# Phenom 9850 Overclocking



## WojtasRed (May 23, 2008)

Hi, I`m new here  Could someone tell, how can I overclock this little beast? Please, make a tutorial for me (with AMD OverDrive). My Mobo is GIGABYTE GA-MA790X-DS4 AMD 790X.

I been trying to get AMD OverDrive (1.10) to run, but I haven't had any luck. When I try run application (AMD OverDrive) I`ve an info `AMD OverDrive cannot detect AMD R700 chipset on this computer`. What should I do?

Any help or people that have experienced this, please guide me.

I`ve a orginal Phemom 9850`s cooler.
Running Windows Vista Ultimate x64
Just want to overclock it about 200-300 mhz, I`ve 500W PSU Seasonic S-12.

Thank You in advance.


----------



## Urbklr (May 23, 2008)

Did you right-click, then click "Run as Administrator"?


----------



## WojtasRed (May 23, 2008)

There`s no possibility to do this.
BTW, I`ve a orginal Phemom 9850`s cooler...


----------



## WojtasRed (May 23, 2008)

Just want to overclock it about 200-300 mhz, I`ve 500W PSU Seasonic S-12.


----------



## WarEagleAU (May 23, 2008)

Are you running vista or XP? What are your system specs? That would be very helpful.


----------



## WojtasRed (May 23, 2008)

Running Windows Vista Ultimate x64. Ya can read this in my 1st post 

Edit;
Ok, I solve this problem but when I try run application (AMD OverDrive) I`ve an info `AMD OverDrive cannot detect AMD R700 chipset on this computer`. What should I do?


----------



## Bytor (May 23, 2008)

Fire up AMD Overdrive (AOD).

Go to Preference tab and click on advanced mode and apply.
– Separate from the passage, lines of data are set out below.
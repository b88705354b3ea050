//! Polyline stroke expansion: quads, caps, joins and dashing.

use crate::document::proto::{LineCap, LineJoin};
use crate::foundation::core::{Point, Vec2};

/// Segments per half-disc in a round end cap.
const ROUND_CAP_SEGMENTS: usize = 20;
/// Segments in a round corner join fan.
const ROUND_JOIN_SEGMENTS: usize = 8;
/// Squared distance under which two segment endpoints count as meeting.
const JOIN_PROXIMITY_SQ: f64 = 1e-3;
/// Segments shorter than this are dropped.
const MIN_SEGMENT_LEN: f64 = 1e-9;

/// Dash pattern as carried on the wire: dash length, gap length and a phase
/// offset applied to the first polyline segment only.
#[derive(Clone, Copy, Debug, Default, PartialEq)]
pub struct DashPattern {
    /// Length of each dash. Dashing is active only when positive.
    pub length: f64,
    /// Gap between dashes.
    pub gap: f64,
    /// Phase shift of the first segment's dash cycle.
    pub offset: f64,
}

impl DashPattern {
    /// True when the pattern produces dashes rather than a solid line.
    pub fn is_active(self) -> bool {
        self.length > 0.0
    }
}

/// Stroke parameters resolved from a shape's style record.
#[derive(Clone, Copy, Debug, PartialEq)]
pub struct StrokeStyle {
    /// Full stroke width; no geometry is produced when non-positive.
    pub width: f64,
    /// End cap applied to open ends and dash sub-segments.
    pub cap: LineCap,
    /// Corner treatment between adjacent solid segments.
    pub join: LineJoin,
    /// Miter limit from the wire. Corners are beveled regardless, so the
    /// limit never truncates anything, but it is carried for hosts that
    /// re-stroke with their own renderer.
    pub miter_limit: f64,
    /// Dash pattern; inactive when the dash length is non-positive.
    pub dash: DashPattern,
}

/// Expand a polyline into stroke triangles.
///
/// Each segment becomes a quad of width `style.width`. Dashing splits
/// segments into capped sub-segments and restarts its cycle on every
/// polyline segment, with `dash.offset` shifting only the first one. Corner
/// joins are added only for solid strokes: round joins fan between the outer
/// edges, miter and bevel both produce a single bevel triangle. A closed
/// solid ring gets a join at the wrap point and no caps; an open solid
/// polyline gets caps at its two true ends.
pub fn build_stroke(
    pts: &[Point],
    closed: bool,
    style: &StrokeStyle,
) -> (Vec<[f32; 2]>, Vec<u32>) {
    let mut mesh = StrokeMesh::default();
    if style.width <= 0.0 || pts.len() < 2 {
        return mesh.into_buffers();
    }
    let half = style.width * 0.5;
    let dashed = style.dash.is_active();

    for i in 0..pts.len() - 1 {
        let p0 = pts[i];
        let p1 = pts[i + 1];
        let delta = p1 - p0;
        let len = delta.hypot();
        if len < MIN_SEGMENT_LEN {
            continue;
        }
        let dir = delta / len;

        if dashed {
            let step = (style.dash.length + style.dash.gap.max(0.0)).max(MIN_SEGMENT_LEN);
            let mut at = if i == 0 { style.dash.offset.max(0.0) } else { 0.0 };
            while at < len {
                let end = (at + style.dash.length).min(len);
                if end > at {
                    let a = p0 + dir * at;
                    let b = p0 + dir * end;
                    mesh.push_quad(a, b, dir, half);
                    mesh.push_cap(style.cap, a, -dir, half);
                    mesh.push_cap(style.cap, b, dir, half);
                }
                at += step;
            }
        } else {
            mesh.push_quad(p0, p1, dir, half);
        }
    }

    if !dashed && style.dash.gap <= 0.0 {
        push_joins(&mut mesh, pts, closed, style, half);
    }

    if !dashed && !closed {
        if let Some((first, dir)) = first_direction(pts) {
            mesh.push_cap(style.cap, first, -dir, half);
        }
        if let Some((last, dir)) = last_direction(pts) {
            mesh.push_cap(style.cap, last, dir, half);
        }
    }

    mesh.into_buffers()
}

fn push_joins(mesh: &mut StrokeMesh, pts: &[Point], closed: bool, style: &StrokeStyle, half: f64) {
    let n = pts.len();
    if n < 3 {
        return;
    }
    // Interior corners, plus the wrap corner when the ring is closed. The
    // wrap pairs the last segment with the first; its shared point is the
    // ring start.
    let corner_count = if closed { n - 1 } else { n - 2 };
    for c in 0..corner_count {
        let (a, p, b) = if closed && c == n - 2 {
            (pts[n - 2], pts[n - 1], pts[1])
        } else {
            (pts[c], pts[c + 1], pts[c + 2])
        };
        if closed && c == n - 2 && (pts[n - 1] - pts[0]).hypot2() > JOIN_PROXIMITY_SQ {
            continue;
        }
        let d0 = p - a;
        let d1 = b - p;
        let l0 = d0.hypot();
        let l1 = d1.hypot();
        if l0 < MIN_SEGMENT_LEN || l1 < MIN_SEGMENT_LEN {
            continue;
        }
        let d0 = d0 / l0;
        let d1 = d1 / l1;
        let cross = d0.cross(d1);
        if cross.abs() < MIN_SEGMENT_LEN {
            continue;
        }
        // The outer wedge lies on the right of a left turn and on the left
        // of a right turn.
        let side = if cross > 0.0 { -1.0 } else { 1.0 };
        let outer0 = perp(d0) * (half * side);
        let outer1 = perp(d1) * (half * side);
        match style.join {
            LineJoin::Round => mesh.push_fan(p, outer0, outer1, ROUND_JOIN_SEGMENTS),
            LineJoin::Miter | LineJoin::Bevel => {
                mesh.push_triangle(p, p + outer0, p + outer1);
            }
        }
    }
}

fn first_direction(pts: &[Point]) -> Option<(Point, Vec2)> {
    for w in pts.windows(2) {
        let d = w[1] - w[0];
        let len = d.hypot();
        if len >= MIN_SEGMENT_LEN {
            return Some((w[0], d / len));
        }
    }
    None
}

fn last_direction(pts: &[Point]) -> Option<(Point, Vec2)> {
    for w in pts.windows(2).rev() {
        let d = w[1] - w[0];
        let len = d.hypot();
        if len >= MIN_SEGMENT_LEN {
            return Some((w[1], d / len));
        }
    }
    None
}

fn perp(v: Vec2) -> Vec2 {
    Vec2::new(-v.y, v.x)
}

#[derive(Default)]
struct StrokeMesh {
    positions: Vec<[f32; 2]>,
    indices: Vec<u32>,
}

impl StrokeMesh {
    fn into_buffers(self) -> (Vec<[f32; 2]>, Vec<u32>) {
        (self.positions, self.indices)
    }

    fn vertex(&mut self, p: Point) -> u32 {
        let idx = self.positions.len() as u32;
        self.positions.push([p.x as f32, p.y as f32]);
        idx
    }

    fn push_triangle(&mut self, a: Point, b: Point, c: Point) {
        let ia = self.vertex(a);
        let ib = self.vertex(b);
        let ic = self.vertex(c);
        self.indices.extend_from_slice(&[ia, ib, ic]);
    }

    /// Quad spanning the segment `a -> b`, `2 * half` wide across `dir`.
    fn push_quad(&mut self, a: Point, b: Point, dir: Vec2, half: f64) {
        let n = perp(dir) * half;
        let i0 = self.vertex(a + n);
        let i1 = self.vertex(a - n);
        let i2 = self.vertex(b + n);
        let i3 = self.vertex(b - n);
        self.indices.extend_from_slice(&[i0, i2, i1, i1, i2, i3]);
    }

    /// End cap at `end`, with `outward` the unit direction pointing away
    /// from the segment body.
    fn push_cap(&mut self, cap: LineCap, end: Point, outward: Vec2, half: f64) {
        match cap {
            LineCap::Butt => {}
            LineCap::Round => self.push_half_disc(end, outward, half),
            LineCap::Square => {
                let n = perp(outward) * half;
                let out = outward * half;
                let i0 = self.vertex(end + n);
                let i1 = self.vertex(end - n);
                let i2 = self.vertex(end + n + out);
                let i3 = self.vertex(end - n + out);
                self.indices.extend_from_slice(&[i0, i2, i1, i1, i2, i3]);
            }
        }
    }

    /// Half disc of radius `half` centered on `center`, bulging toward
    /// `outward`. Spans from one stroke edge to the other.
    fn push_half_disc(&mut self, center: Point, outward: Vec2, half: f64) {
        let center_idx = self.vertex(center);
        // Start at the edge offset whose positive rotation passes through
        // the outward direction.
        let from = perp(outward) * -half;
        let mut prev = self.vertex(center + from);
        for k in 1..=ROUND_CAP_SEGMENTS {
            let angle = std::f64::consts::PI * k as f64 / ROUND_CAP_SEGMENTS as f64;
            let (sin, cos) = angle.sin_cos();
            let rotated = Vec2::new(from.x * cos - from.y * sin, from.x * sin + from.y * cos);
            let next = self.vertex(center + rotated);
            self.indices.extend_from_slice(&[center_idx, prev, next]);
            prev = next;
        }
    }

    /// Triangle fan centered on `center` sweeping from offset vector `from`
    /// to offset vector `to` along the shorter arc.
    fn push_fan(&mut self, center: Point, from: Vec2, to: Vec2, segments: usize) {
        let sweep = from.cross(to).atan2(from.dot(to));
        if sweep == 0.0 {
            return;
        }
        let center_idx = self.vertex(center);
        let mut prev = self.vertex(center + from);
        for k in 1..=segments {
            let angle = sweep * k as f64 / segments as f64;
            let (sin, cos) = angle.sin_cos();
            let rotated = Vec2::new(from.x * cos - from.y * sin, from.x * sin + from.y * cos);
            let next = self.vertex(center + rotated);
            self.indices.extend_from_slice(&[center_idx, prev, next]);
            prev = next;
        }
    }
}

#[cfg(test)]
#[path = "../../tests/unit/geometry/stroke.rs"]
mod tests;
Go to the performance tab, clock/voltage.

I just unchecked "select all cores" and started playing with each core multiplier to find out what it could handle.  I then bumped the CPU VID up a little till it got stable.

I have mine running as follows:

Core0: 3.2 ghz, Core1: 3.3 ghz, Core2: 2.8 ghz, Core3: 2.9 ghz   With 1.42 vcore and runs great..

Give it a try and see what you can get...


----------



## Urbklr (May 23, 2008)

WojtasRed said:


> There`s no possibility to do this.
> BTW, I`ve a orginal Phemom 9850`s cooler...








If you right-click, that should come up...

Why don't you just overclock in the bios?


----------



## WojtasRed (May 23, 2008)

Renewed;
Hi, I`m new here  Could someone tell, how can I overclock this little beast? Please, make a tutorial for me (with AMD OverDrive). My Mobo is GIGABYTE GA-MA790X-DS4 AMD 790X.

I been trying to get AMD OverDrive (1.10) to run, but I haven't had any luck. When I try run application (AMD OverDrive) I`ve an info `AMD OverDrive cannot detect AMD R700 chipset on this computer`. What should I do?

Any help or people that have experienced this, please guide me.

I`ve a orginal Phemom 9850`s cooler.
Running Windows Vista Ultimate x64
Just want to overclock it about 200-300 mhz, I`ve 500W PSU Seasonic S-12.

Thank You in advance.


----------



## Urbklr (May 23, 2008)

Well, get into the bios. I believe your voltage/ram/fsb options are all under "MB Intelligent Tweaker(M.I.T)".


----------



## Shatrat (May 23, 2008)

WojtasRed said:


> Running Windows Vista Ultimate x64. Ya can read this in my 1st post
> 
> Edit;
> Ok, I solve this problem but when I try run application (AMD OverDrive) I`ve an info `AMD OverDrive cannot detect AMD R700 chipset on this computer`. What should I do?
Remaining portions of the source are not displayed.